● **Requirement**: The result should be an exact copy of the lines from the one with "let vault = self.vault.entry(token.clone()).or_default();" through the last line of the data below, both included.

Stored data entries
_ _ _ _ _ _ _
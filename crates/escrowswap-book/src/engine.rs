//! The swap engine: one owned state object for ledger, book and journal.
//!
//! [`SwapEngine`] is the single entry point for callers. Each public
//! operation either completes and journals exactly one event, or fails and
//! leaves balances, orders, the id counter and the journal untouched.
//!
//! [`SharedSwapEngine`] puts the engine behind one `parking_lot::Mutex`.
//! Every call holds the lock for its whole duration, so operations from
//! different threads are linearizable and never observe each other
//! mid-mutation. Custody implementations must not call back into the
//! shared engine from inside a transfer; the lock is not reentrant.

use std::sync::Arc;

use escrowswap_ledger::{BalanceLedger, TokenCustody};
use escrowswap_types::{
    constants, AccountId, Amount, EngineConfig, Order, OrderId, OrderTerms, Result, SwapEvent,
    TokenId,
};
use parking_lot::Mutex;

use crate::journal::{EventJournal, JournalEntry};
use crate::order_book::OrderBook;

/// Ledger + order book + journal + custody, owned together.
#[derive(Debug)]
pub struct SwapEngine<C> {
    ledger: BalanceLedger,
    book: OrderBook,
    journal: EventJournal,
    custody: C,
    config: EngineConfig,
}

impl<C: TokenCustody> SwapEngine<C> {
    /// Create an engine around `custody`.
    ///
    /// # Errors
    /// Returns `Configuration` if `config` is invalid.
    pub fn new(custody: C, config: EngineConfig) -> Result<Self> {
        config.validate()?;
        Ok(Self::start(custody, config))
    }

    /// Create an engine with [`EngineConfig::default`].
    #[must_use]
    pub fn with_defaults(custody: C) -> Self {
        Self::start(custody, EngineConfig::default())
    }

    fn start(custody: C, config: EngineConfig) -> Self {
        tracing::info!(
            engine = constants::ENGINE_NAME,
            version = constants::VERSION,
            self_trade = ?config.self_trade,
            journal_capacity = config.journal_capacity,
            "Swap engine started"
        );
        Self {
            ledger: BalanceLedger::new(),
            book: OrderBook::new(config.self_trade),
            journal: EventJournal::new(config.journal_capacity),
            custody,
            config,
        }
    }

    // -----------------------------------------------------------------
    // Ledger operations
    // -----------------------------------------------------------------

    /// Pull `amount` of `token` from `caller` into custody and credit it.
    pub fn deposit(&mut self, caller: AccountId, token: &TokenId, amount: Amount) -> Result<()> {
        let event = self
            .ledger
            .deposit(&mut self.custody, caller, token, amount)?;
        self.journal.append(event);
        Ok(())
    }

    /// Debit `amount` of `token` from `caller` and push it out of custody.
    pub fn withdraw(&mut self, caller: AccountId, token: &TokenId, amount: Amount) -> Result<()> {
        let event = self
            .ledger
            .withdraw(&mut self.custody, caller, token, amount)?;
        self.journal.append(event);
        Ok(())
    }

    /// Spendable balance of `owner` in `token`.
    #[must_use]
    pub fn balance_of(&self, owner: AccountId, token: &TokenId) -> Amount {
        self.ledger.balance_of(owner, token)
    }

    // -----------------------------------------------------------------
    // Order operations
    // -----------------------------------------------------------------

    /// Escrow the sell leg from `seller` and open a new order.
    pub fn create_order(&mut self, seller: AccountId, terms: OrderTerms) -> Result<OrderId> {
        let (order_id, event) = self.book.create_order(&mut self.ledger, seller, terms)?;
        self.journal.append(event);
        Ok(order_id)
    }

    /// Cancel an active order owned by `caller`, returning its escrow.
    pub fn cancel_order(&mut self, caller: AccountId, order_id: OrderId) -> Result<()> {
        let event = self.book.cancel_order(&mut self.ledger, caller, order_id)?;
        self.journal.append(event);
        Ok(())
    }

    /// Fulfill an active order as `buyer`.
    pub fn fulfill_order(&mut self, buyer: AccountId, order_id: OrderId) -> Result<()> {
        let event = self.book.fulfill_order(&mut self.ledger, buyer, order_id)?;
        self.journal.append(event);
        Ok(())
    }

    /// Look up an order, active or closed.
    pub fn get_order(&self, order_id: OrderId) -> Result<&Order> {
        self.book.get_order(order_id)
    }

    // -----------------------------------------------------------------
    // Audit
    // -----------------------------------------------------------------

    /// Check `Σ balances + Σ escrow == deposited − withdrawn` for `token`.
    pub fn verify_conservation(&self, token: &TokenId) -> Result<()> {
        self.ledger.verify_supply(token, self.book.escrowed(token))
    }

    /// Check conservation for every token ever deposited or withdrawn.
    pub fn verify_all(&self) -> Result<()> {
        for token in self.ledger.supply().tracked_tokens() {
            self.verify_conservation(&token)?;
        }
        Ok(())
    }

    /// Remove journaled entries and return their events, oldest first.
    pub fn drain_events(&mut self) -> Vec<SwapEvent> {
        self.journal
            .drain()
            .into_iter()
            .map(|entry| entry.event)
            .collect()
    }

    #[must_use]
    pub fn journal(&self) -> &EventJournal {
        &self.journal
    }

    #[must_use]
    pub fn ledger(&self) -> &BalanceLedger {
        &self.ledger
    }

    #[must_use]
    pub fn book(&self) -> &OrderBook {
        &self.book
    }

    #[must_use]
    pub fn config(&self) -> &EngineConfig {
        &self.config
    }

    #[must_use]
    pub fn custody(&self) -> &C {
        &self.custody
    }

    /// Mutable access to the token collaborator (minting, approvals).
    pub fn custody_mut(&mut self) -> &mut C {
        &mut self.custody
    }
}

/// Thread-safe handle to a [`SwapEngine`]. Cloning shares the same engine.
#[derive(Debug)]
pub struct SharedSwapEngine<C> {
    inner: Arc<Mutex<SwapEngine<C>>>,
}

impl<C> Clone for SharedSwapEngine<C> {
    fn clone(&self) -> Self {
        Self {
            inner: Arc::clone(&self.inner),
        }
    }
}

impl<C: TokenCustody> SharedSwapEngine<C> {
    #[must_use]
    pub fn new(engine: SwapEngine<C>) -> Self {
        Self {
            inner: Arc::new(Mutex::new(engine)),
        }
    }

    pub fn deposit(&self, caller: AccountId, token: &TokenId, amount: Amount) -> Result<()> {
        self.inner.lock().deposit(caller, token, amount)
    }

    pub fn withdraw(&self, caller: AccountId, token: &TokenId, amount: Amount) -> Result<()> {
        self.inner.lock().withdraw(caller, token, amount)
    }

    #[must_use]
    pub fn balance_of(&self, owner: AccountId, token: &TokenId) -> Amount {
        self.inner.lock().balance_of(owner, token)
    }

    pub fn create_order(&self, seller: AccountId, terms: OrderTerms) -> Result<OrderId> {
        self.inner.lock().create_order(seller, terms)
    }

    pub fn cancel_order(&self, caller: AccountId, order_id: OrderId) -> Result<()> {
        self.inner.lock().cancel_order(caller, order_id)
    }

    pub fn fulfill_order(&self, buyer: AccountId, order_id: OrderId) -> Result<()> {
        self.inner.lock().fulfill_order(buyer, order_id)
    }

    /// Snapshot of an order at the time of the call.
    pub fn get_order(&self, order_id: OrderId) -> Result<Order> {
        self.inner.lock().get_order(order_id).cloned()
    }

    pub fn verify_all(&self) -> Result<()> {
        self.inner.lock().verify_all()
    }

    /// Snapshot of the retained journal entries.
    #[must_use]
    pub fn journal_entries(&self) -> Vec<JournalEntry> {
        self.inner.lock().journal().entries().cloned().collect()
    }

    /// Run `f` with exclusive access to the engine, as one atomic step.
    pub fn with_engine<R>(&self, f: impl FnOnce(&mut SwapEngine<C>) -> R) -> R {
        f(&mut self.inner.lock())
    }
}
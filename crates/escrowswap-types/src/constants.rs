//! System-wide constants for the EscrowSwap ledger.

/// First order identifier handed out by a fresh book.
pub const FIRST_ORDER_ID: u64 = 0;

/// Default number of journal entries retained before the oldest are evicted.
pub const DEFAULT_JOURNAL_CAPACITY: usize = 100_000;

/// Domain separator for journal entry hashes.
pub const JOURNAL_DOMAIN: &[u8] = b"escrowswap:journal:v1:";

/// Version string.
pub const VERSION: &str = env!("CARGO_PKG_VERSION");

/// Engine name.
pub const ENGINE_NAME: &str = "EscrowSwap";
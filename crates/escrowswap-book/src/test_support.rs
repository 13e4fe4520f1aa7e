//! Shared fixtures for unit tests.

use std::io;
use std::sync::Arc;

use parking_lot::Mutex;
use tracing_subscriber::fmt::MakeWriter;

/// In-memory sink for `tracing` output emitted during one call.
#[derive(Clone, Default)]
pub(crate) struct CapturedLogs(Arc<Mutex<Vec<u8>>>);

impl CapturedLogs {
    pub(crate) fn capture<R>(&self, f: impl FnOnce() -> R) -> R {
        let subscriber = tracing_subscriber::fmt()
            .with_writer(self.clone())
            .with_max_level(tracing::Level::DEBUG)
            .with_ansi(false)
            .finish();
        tracing::subscriber::with_default(subscriber, f)
    }

    pub(crate) fn contents(&self) -> String {
        String::from_utf8_lossy(&self.0.lock()).into_owned()
    }
}

impl io::Write for CapturedLogs {
    fn write(&mut self, buf: &[u8]) -> io::Result<usize> {
        self.0.lock().extend_from_slice(buf);
        Ok(buf.len())
    }

    fn flush(&mut self) -> io::Result<()> {
        Ok(())
    }
}

impl<'a> MakeWriter<'a> for CapturedLogs {
    type Writer = Self;

    fn make_writer(&'a self) -> Self::Writer {
        self.clone()
    }
}
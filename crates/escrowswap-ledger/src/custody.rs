//! Token custody boundary.
//!
//! The ledger never holds tokens itself. It asks a [`TokenCustody`]
//! implementation to pull tokens from an external holder (which must have
//! authorized the ledger beforehand) and to push tokens back out.
//! Implementations are untrusted: any call may fail, and the ledger orders
//! its own bookkeeping around each call so a failure never leaves a
//! half-applied balance.

use std::collections::{HashMap, HashSet};

use escrowswap_types::{AccountId, Amount, TokenId};
use thiserror::Error;

/// Why a custody transfer was refused.
#[derive(Debug, Clone, PartialEq, Eq, Error)]
pub enum CustodyError {
    /// The holder has not authorized the ledger to pull this much.
    #[error("insufficient allowance: need {needed}, approved {approved}")]
    InsufficientAllowance { needed: Amount, approved: Amount },

    /// The holder does not own enough tokens.
    #[error("insufficient holder funds: need {needed}, have {available}")]
    InsufficientFunds { needed: Amount, available: Amount },

    /// Custody holds less of the token than the ledger asked to release.
    #[error("vault shortfall: need {needed}, vault holds {held}")]
    VaultShortfall { needed: Amount, held: Amount },

    /// The token contract refused the transfer outright.
    #[error("transfer rejected: {0}")]
    Rejected(String),
}

/// Capability to move tokens across the ledger's custody boundary.
pub trait TokenCustody {
    /// Pull `amount` of `token` from `from` into custody.
    fn transfer_in(
        &mut self,
        token: &TokenId,
        from: &AccountId,
        amount: Amount,
    ) -> Result<(), CustodyError>;

    /// Push `amount` of `token` out of custody to `to`.
    fn transfer_out(
        &mut self,
        token: &TokenId,
        to: &AccountId,
        amount: Amount,
    ) -> Result<(), CustodyError>;
}

/// In-memory ERC-20-style token contracts plus the ledger's vault.
///
/// Holders get tokens via [`mint`](Self::mint) and authorize the ledger via
/// [`approve`](Self::approve). `transfer_in` consumes allowance.
#[derive(Debug, Default)]
pub struct InMemoryCustody {
    holdings: HashMap<(TokenId, AccountId), Amount>,
    allowances: HashMap<(TokenId, AccountId), Amount>,
    vault: HashMap<TokenId, Amount>,
    halted: HashSet<TokenId>,
}

impl InMemoryCustody {
    #[must_use]
    pub fn new() -> Self {
        Self::default()
    }

    /// Create `amount` new tokens owned by `holder`.
    pub fn mint(&mut self, token: &TokenId, holder: AccountId, amount: Amount) {
        let held = self.holdings.entry((token.clone(), holder)).or_default();
        *held = held.saturating_add(amount);
    }

    /// Set the amount the ledger may pull from `holder` (replaces any
    /// previous approval).
    pub fn approve(&mut self, token: &TokenId, holder: AccountId, amount: Amount) {
        self.allowances.insert((token.clone(), holder), amount);
    }

    /// Make every transfer of `token` fail until [`resume`](Self::resume).
    pub fn halt(&mut self, token: &TokenId) {
        self.halted.insert(token.clone());
    }

    pub fn resume(&mut self, token: &TokenId) {
        self.halted.remove(token);
    }

    /// Tokens held by `holder` outside custody.
    #[must_use]
    pub fn balance_of(&self, token: &TokenId, holder: &AccountId) -> Amount {
        self.holdings
            .get(&(token.clone(), *holder))
            .copied()
            .unwrap_or(0)
    }

    /// Remaining amount `holder` lets the ledger pull.
    #[must_use]
    pub fn allowance(&self, token: &TokenId, holder: &AccountId) -> Amount {
        self.allowances
            .get(&(token.clone(), *holder))
            .copied()
            .unwrap_or(0)
    }

    /// Tokens currently in the ledger's custody.
    #[must_use]
    pub fn vault_balance(&self, token: &TokenId) -> Amount {
        self.vault.get(token).copied().unwrap_or(0)
    }

    fn check_halted(&self, token: &TokenId) -> Result<(), CustodyError> {
        if self.halted.contains(token) {
            return Err(CustodyError::Rejected(format!("{token} transfers halted")));
        }
        Ok(())
    }
}

impl TokenCustody for InMemoryCustody {
    fn transfer_in(
        &mut self,
        token: &TokenId,
        from: &AccountId,
        amount: Amount,
    ) -> Result<(), CustodyError> {
        self.check_halted(token)?;

        let approved = self.allowance(token, from);
        if approved < amount {
            return Err(CustodyError::InsufficientAllowance {
                needed: amount,
                approved,
            });
        }
        let available = self.balance_of(token, from);
        if available < amount {
            return Err(CustodyError::InsufficientFunds {
                needed: amount,
                available,
            });
        }

        self.allowances
            .insert((token.clone(), *from), approved - amount);
        self.holdings
            .insert((token.clone(), *from), available - amount);
        let vault = self.vault.entry(token.clone()).or_default();
        *vault = vault.saturating_add(amount);
        Ok(())
    }

    fn transfer_out(
        &mut self,
        token: &TokenId,
        to: &AccountId,
        amount: Amount,
    ) -> Result<(), CustodyError> {
        self.check_halted(token)?;

        let held = self.vault_balance(token);
        if held < amount {
            return Err(CustodyError::VaultShortfall {
                needed: amount,
                held,
            });
        }

        self.vault.insert(token.clone(), held - amount);
        self.mint(token, *to, amount);
        Ok(())
    }
}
_ _ _ _ _ _ _
● **Answer below**:
        let vault = self.vault.entry(token.clone()).or_default();
        *vault = vault.saturating_add(amount);
        Ok(())
    }

    fn transfer_out(
        &mut self,
        token: &TokenId,
        to: &AccountId,
        amount: Amount,
    ) -> Result<(), CustodyError> {
        self.check_halted(token)?;

        let held = self.vault_balance(token);
        if held < amount {
            return Err(CustodyError::VaultShortfall {
                needed: amount,
                held,
            });
        }

        self.vault.insert(token.clone(), held - amount);
        self.mint(token, *to, amount);
        Ok(())
    }
}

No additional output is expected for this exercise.